PROVIDED DATA:
——

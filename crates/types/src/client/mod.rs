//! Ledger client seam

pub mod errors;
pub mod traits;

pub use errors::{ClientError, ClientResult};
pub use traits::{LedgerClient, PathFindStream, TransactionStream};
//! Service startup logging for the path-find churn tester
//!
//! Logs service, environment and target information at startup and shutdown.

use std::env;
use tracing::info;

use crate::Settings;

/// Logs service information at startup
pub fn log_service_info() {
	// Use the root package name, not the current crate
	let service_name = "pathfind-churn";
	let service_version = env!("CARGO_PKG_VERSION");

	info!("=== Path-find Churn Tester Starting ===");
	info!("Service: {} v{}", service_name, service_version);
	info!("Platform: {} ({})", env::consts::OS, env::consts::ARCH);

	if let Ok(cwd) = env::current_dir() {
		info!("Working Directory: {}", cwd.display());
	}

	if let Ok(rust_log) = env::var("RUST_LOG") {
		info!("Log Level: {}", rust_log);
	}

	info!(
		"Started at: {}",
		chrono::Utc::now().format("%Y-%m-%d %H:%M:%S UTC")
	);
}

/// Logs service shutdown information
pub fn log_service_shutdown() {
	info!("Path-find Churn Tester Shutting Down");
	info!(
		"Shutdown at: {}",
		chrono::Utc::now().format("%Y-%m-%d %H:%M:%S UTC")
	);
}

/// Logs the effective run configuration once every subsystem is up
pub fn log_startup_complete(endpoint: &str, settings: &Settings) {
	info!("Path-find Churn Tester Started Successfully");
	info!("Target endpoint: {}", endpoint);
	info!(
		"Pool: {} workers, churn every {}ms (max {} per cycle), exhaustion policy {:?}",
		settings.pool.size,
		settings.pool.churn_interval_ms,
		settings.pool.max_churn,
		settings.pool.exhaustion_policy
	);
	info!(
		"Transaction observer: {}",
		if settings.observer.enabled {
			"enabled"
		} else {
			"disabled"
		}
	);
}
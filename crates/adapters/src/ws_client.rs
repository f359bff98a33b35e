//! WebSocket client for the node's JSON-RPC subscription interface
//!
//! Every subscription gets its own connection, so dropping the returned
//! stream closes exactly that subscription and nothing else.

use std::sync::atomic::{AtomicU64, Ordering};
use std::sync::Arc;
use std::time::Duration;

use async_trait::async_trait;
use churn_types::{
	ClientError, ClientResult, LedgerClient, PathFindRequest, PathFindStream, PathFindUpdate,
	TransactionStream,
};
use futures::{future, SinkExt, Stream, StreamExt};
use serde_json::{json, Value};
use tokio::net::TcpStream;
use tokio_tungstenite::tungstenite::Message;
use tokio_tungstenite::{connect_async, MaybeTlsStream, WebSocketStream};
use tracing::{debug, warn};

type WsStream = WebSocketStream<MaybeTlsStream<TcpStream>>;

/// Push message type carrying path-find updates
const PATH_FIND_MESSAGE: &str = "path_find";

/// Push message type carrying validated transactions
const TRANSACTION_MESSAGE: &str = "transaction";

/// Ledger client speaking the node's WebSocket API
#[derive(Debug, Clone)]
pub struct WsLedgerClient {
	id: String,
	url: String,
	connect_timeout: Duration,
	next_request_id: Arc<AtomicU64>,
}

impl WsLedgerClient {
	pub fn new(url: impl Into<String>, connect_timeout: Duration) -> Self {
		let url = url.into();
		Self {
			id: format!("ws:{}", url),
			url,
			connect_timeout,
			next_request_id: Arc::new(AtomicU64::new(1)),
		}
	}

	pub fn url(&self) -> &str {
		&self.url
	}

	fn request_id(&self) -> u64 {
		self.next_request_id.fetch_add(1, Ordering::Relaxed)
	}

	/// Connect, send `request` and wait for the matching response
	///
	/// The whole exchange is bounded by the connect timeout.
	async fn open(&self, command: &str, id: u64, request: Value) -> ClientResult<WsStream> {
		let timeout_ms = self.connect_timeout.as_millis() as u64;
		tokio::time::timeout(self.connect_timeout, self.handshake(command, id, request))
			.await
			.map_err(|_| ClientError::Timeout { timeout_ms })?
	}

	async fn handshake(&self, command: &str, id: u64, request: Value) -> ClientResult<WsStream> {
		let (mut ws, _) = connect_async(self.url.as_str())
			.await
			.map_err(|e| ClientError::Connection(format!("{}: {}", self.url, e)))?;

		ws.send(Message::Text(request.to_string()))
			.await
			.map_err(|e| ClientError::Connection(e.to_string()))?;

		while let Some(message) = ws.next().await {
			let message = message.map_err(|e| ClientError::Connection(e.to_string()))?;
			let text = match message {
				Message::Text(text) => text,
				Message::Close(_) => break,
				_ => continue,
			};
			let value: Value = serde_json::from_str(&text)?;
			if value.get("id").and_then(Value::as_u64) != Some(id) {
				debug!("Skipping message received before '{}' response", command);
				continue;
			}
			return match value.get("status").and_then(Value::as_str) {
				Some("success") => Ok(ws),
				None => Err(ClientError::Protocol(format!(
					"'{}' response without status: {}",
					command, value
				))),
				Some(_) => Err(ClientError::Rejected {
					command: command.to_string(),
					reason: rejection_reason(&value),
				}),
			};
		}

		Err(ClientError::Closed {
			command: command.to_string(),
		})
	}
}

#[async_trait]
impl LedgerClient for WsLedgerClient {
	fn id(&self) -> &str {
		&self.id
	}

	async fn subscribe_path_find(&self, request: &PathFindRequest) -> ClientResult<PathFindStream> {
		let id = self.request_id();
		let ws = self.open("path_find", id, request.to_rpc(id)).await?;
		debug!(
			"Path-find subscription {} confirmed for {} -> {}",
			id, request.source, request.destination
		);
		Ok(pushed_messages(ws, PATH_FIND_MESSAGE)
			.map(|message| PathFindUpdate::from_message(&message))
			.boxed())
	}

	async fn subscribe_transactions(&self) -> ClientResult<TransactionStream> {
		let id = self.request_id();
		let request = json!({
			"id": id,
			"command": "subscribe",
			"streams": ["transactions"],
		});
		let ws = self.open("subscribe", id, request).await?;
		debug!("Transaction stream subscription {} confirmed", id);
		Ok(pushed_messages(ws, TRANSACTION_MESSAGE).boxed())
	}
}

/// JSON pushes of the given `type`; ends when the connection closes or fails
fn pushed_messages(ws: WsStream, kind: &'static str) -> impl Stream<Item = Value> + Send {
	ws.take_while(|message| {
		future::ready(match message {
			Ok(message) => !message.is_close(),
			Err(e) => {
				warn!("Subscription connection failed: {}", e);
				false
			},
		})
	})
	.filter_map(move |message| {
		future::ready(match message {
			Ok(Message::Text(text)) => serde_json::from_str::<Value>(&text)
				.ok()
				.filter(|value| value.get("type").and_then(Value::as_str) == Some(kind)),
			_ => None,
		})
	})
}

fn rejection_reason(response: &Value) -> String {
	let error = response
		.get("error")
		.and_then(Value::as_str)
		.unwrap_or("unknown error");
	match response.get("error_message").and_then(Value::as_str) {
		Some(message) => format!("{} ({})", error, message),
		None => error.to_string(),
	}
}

——

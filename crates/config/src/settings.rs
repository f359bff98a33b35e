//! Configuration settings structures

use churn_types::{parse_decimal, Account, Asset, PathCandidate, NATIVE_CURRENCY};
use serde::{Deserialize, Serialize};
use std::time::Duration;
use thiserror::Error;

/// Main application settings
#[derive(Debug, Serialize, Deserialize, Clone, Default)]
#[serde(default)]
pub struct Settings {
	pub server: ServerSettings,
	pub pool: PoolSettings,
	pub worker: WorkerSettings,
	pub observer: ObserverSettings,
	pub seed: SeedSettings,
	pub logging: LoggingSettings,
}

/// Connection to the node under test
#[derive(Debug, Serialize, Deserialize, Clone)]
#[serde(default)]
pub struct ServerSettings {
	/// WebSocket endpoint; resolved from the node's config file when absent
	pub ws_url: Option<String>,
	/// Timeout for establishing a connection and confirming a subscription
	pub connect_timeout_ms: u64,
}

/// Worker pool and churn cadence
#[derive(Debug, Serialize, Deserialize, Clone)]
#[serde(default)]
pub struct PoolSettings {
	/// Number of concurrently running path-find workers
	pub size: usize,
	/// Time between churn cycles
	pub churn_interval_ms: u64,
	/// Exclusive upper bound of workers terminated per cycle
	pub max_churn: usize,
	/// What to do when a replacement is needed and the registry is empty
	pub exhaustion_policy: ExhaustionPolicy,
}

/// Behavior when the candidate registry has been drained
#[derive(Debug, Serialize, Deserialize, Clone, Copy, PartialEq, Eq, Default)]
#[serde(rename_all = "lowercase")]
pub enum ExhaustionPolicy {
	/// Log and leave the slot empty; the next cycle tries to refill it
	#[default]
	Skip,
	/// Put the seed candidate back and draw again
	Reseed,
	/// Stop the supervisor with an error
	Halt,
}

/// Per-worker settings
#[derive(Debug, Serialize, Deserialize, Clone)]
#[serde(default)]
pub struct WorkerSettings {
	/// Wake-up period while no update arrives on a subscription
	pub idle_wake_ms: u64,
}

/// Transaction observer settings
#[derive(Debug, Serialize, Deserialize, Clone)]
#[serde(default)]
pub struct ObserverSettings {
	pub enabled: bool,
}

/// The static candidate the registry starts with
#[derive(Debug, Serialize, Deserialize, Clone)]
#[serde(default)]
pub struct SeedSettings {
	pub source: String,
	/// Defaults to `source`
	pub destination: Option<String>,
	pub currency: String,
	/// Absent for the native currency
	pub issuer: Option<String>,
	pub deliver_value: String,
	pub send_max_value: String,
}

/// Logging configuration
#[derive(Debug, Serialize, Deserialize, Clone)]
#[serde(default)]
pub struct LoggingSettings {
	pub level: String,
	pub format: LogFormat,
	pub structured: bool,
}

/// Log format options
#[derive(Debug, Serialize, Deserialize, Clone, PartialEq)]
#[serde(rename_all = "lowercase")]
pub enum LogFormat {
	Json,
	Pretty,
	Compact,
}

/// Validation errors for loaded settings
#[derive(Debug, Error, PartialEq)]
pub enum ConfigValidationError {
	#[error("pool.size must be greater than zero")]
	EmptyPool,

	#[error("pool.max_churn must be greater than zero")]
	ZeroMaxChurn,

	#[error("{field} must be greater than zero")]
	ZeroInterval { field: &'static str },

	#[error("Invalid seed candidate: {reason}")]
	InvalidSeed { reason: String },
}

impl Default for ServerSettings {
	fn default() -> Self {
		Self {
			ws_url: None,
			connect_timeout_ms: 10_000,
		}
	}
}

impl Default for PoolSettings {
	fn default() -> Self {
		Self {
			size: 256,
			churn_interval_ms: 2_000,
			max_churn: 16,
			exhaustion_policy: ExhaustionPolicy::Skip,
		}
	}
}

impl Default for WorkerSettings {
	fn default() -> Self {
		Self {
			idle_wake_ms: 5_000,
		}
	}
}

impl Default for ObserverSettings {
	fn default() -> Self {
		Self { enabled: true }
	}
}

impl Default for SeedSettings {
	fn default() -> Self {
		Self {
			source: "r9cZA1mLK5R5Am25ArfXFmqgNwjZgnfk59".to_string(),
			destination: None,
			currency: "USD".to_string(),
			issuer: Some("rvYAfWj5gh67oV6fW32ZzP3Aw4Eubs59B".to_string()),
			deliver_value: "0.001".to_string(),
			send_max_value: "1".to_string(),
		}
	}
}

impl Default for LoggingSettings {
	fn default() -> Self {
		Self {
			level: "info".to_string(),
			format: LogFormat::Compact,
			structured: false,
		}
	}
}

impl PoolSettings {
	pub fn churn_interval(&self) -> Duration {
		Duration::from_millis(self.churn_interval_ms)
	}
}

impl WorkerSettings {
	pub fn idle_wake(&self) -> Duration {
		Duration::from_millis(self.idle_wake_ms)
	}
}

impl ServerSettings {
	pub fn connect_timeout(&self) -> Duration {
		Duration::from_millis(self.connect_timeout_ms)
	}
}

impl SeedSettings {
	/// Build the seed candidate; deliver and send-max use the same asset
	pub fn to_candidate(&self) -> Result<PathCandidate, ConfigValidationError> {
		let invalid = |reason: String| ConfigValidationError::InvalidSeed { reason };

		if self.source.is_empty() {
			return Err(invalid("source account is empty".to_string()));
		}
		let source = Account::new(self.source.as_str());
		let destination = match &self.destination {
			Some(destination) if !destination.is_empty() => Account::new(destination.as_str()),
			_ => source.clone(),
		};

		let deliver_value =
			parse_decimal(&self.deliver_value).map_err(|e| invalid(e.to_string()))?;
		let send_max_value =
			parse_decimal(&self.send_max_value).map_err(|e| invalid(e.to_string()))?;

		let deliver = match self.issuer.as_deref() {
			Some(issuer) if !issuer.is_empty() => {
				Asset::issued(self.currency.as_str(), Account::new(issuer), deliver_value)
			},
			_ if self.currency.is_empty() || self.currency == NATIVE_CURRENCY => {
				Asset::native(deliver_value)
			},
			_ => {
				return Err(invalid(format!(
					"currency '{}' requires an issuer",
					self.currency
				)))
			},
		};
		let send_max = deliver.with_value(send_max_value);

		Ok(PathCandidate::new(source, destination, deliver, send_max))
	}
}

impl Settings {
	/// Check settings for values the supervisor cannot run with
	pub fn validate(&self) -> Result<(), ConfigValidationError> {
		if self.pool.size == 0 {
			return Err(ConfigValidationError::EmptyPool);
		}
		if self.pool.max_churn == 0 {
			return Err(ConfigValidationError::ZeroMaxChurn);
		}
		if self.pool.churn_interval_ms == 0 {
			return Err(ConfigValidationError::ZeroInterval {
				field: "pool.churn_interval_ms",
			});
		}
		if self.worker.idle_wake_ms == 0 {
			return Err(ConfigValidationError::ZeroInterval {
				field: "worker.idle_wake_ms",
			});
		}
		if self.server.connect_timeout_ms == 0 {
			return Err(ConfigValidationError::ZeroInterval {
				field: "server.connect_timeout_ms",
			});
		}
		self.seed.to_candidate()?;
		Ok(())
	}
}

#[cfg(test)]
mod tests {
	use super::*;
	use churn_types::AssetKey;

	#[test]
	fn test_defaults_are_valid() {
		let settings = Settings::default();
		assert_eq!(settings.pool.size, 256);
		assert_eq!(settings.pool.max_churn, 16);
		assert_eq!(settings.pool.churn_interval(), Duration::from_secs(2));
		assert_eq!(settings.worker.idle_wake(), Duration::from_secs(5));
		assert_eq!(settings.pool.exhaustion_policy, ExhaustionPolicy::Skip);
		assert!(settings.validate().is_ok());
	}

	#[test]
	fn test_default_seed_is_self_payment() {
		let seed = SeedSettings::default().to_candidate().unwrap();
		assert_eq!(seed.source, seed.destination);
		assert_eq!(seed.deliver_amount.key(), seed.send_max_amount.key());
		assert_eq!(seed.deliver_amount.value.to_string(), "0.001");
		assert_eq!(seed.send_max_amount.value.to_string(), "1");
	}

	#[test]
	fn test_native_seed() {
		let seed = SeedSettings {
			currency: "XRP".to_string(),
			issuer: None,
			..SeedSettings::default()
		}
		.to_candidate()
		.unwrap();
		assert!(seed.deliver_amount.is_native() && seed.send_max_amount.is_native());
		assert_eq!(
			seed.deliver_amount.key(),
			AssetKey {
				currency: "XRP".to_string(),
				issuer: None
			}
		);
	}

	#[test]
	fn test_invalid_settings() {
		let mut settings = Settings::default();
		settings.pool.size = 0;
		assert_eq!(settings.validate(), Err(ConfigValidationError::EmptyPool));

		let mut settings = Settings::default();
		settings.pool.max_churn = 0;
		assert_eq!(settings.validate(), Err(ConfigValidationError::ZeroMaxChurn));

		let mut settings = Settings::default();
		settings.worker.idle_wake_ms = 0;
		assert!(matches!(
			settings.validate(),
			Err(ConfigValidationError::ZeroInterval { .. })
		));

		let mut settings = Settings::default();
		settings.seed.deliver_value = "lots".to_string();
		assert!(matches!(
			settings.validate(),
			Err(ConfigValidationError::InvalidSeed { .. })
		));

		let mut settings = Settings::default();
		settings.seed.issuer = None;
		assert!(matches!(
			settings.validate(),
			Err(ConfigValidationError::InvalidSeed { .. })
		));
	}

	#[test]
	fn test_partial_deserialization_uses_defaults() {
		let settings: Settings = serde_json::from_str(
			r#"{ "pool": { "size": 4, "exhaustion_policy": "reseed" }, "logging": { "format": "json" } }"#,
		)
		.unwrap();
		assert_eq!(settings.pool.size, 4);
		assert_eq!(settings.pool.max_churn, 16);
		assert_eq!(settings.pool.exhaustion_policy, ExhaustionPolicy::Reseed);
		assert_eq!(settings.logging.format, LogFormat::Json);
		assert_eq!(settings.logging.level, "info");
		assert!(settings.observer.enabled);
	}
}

——

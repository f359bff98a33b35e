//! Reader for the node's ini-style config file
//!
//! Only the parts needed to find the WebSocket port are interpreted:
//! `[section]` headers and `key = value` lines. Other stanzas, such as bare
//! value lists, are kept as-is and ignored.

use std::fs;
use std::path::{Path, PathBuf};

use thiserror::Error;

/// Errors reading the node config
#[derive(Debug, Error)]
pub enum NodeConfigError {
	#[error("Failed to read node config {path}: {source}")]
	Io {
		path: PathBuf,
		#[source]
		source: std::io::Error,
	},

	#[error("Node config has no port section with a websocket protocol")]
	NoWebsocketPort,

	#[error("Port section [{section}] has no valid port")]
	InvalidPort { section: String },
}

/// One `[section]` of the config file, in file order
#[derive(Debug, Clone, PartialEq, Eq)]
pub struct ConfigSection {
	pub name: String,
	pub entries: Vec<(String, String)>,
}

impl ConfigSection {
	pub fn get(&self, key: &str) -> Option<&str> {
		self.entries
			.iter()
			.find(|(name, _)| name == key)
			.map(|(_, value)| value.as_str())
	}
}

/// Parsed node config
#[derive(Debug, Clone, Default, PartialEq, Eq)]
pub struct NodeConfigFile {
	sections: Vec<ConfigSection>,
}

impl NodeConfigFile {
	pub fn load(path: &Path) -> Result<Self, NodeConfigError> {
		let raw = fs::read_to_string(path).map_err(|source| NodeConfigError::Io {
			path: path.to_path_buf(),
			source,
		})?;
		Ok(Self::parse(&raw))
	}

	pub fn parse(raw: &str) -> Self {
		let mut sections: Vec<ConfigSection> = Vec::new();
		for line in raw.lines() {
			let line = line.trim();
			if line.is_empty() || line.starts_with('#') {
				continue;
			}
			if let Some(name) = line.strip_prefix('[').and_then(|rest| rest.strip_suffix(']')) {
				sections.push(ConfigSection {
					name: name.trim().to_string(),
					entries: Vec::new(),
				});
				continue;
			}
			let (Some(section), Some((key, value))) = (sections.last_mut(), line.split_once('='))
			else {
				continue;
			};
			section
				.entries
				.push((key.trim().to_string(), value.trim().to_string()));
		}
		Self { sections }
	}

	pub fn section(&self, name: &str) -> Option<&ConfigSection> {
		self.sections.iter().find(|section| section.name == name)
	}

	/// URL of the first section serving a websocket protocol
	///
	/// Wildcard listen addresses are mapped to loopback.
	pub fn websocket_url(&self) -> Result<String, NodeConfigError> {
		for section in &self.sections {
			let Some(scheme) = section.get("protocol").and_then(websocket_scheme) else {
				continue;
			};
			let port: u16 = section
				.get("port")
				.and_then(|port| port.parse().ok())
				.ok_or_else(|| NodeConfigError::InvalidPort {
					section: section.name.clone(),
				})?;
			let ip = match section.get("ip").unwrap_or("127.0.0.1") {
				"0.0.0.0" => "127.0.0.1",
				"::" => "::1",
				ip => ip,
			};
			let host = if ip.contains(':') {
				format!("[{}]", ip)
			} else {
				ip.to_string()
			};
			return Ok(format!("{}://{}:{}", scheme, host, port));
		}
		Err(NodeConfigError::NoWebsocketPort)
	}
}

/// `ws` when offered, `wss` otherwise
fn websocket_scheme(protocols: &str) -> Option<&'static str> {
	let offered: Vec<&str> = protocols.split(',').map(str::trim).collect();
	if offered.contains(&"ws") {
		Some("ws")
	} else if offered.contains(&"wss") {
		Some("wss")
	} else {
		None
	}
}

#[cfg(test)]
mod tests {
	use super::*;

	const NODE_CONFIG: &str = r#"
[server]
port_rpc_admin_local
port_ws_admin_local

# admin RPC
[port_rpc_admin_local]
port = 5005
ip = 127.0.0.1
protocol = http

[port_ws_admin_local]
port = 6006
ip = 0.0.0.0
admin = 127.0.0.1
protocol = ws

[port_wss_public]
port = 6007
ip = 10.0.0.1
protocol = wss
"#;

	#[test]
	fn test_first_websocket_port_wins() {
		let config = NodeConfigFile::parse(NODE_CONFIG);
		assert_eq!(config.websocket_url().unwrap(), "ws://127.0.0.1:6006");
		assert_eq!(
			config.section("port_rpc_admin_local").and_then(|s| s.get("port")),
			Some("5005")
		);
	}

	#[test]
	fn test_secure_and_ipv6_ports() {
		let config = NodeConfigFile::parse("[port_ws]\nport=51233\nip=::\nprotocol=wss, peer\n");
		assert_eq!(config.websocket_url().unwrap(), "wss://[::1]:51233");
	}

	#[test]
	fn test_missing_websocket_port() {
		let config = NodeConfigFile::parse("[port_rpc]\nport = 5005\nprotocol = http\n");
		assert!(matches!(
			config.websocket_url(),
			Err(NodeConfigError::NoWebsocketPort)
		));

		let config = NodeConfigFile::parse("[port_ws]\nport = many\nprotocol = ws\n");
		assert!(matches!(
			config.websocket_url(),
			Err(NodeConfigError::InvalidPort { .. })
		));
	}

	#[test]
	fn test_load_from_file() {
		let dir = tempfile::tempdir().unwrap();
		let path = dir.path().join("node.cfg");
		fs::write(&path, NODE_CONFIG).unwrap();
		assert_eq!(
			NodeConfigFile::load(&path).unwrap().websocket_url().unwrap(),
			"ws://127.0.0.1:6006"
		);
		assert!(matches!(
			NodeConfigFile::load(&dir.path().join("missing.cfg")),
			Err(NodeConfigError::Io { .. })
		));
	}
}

——

REQUIRED ACTION: From the records above, print only the lines between the one holding "filename crates/types/src/client/mod.rs" and the one holding "pub fn log_service_shutdown()", inclusive, exactly as they stand.

REPLY:
filename crates/types/src/client/mod.rs
//! Ledger client seam

pub mod errors;
pub mod traits;

pub use errors::{ClientError, ClientResult};
pub use traits::{LedgerClient, PathFindStream, TransactionStream};
//! Service startup logging for the path-find churn tester
//!
//! Logs service, environment and target information at startup and shutdown.

use std::env;
use tracing::info;

use crate::Settings;

/// Logs service information at startup
pub fn log_service_info() {
	// Use the root package name, not the current crate
	let service_name = "pathfind-churn";
	let service_version = env!("CARGO_PKG_VERSION");

	info!("=== Path-find Churn Tester Starting ===");
	info!("Service: {} v{}", service_name, service_version);
	info!("Platform: {} ({})", env::consts::OS, env::consts::ARCH);

	if let Ok(cwd) = env::current_dir() {
		info!("Working Directory: {}", cwd.display());
	}

	if let Ok(rust_log) = env::var("RUST_LOG") {
		info!("Log Level: {}", rust_log);
	}

	info!(
		"Started at: {}",
		chrono::Utc::now().format("%Y-%m-%d %H:%M:%S UTC")
	);
}

/// Logs service shutdown information
pub fn log_service_shutdown() {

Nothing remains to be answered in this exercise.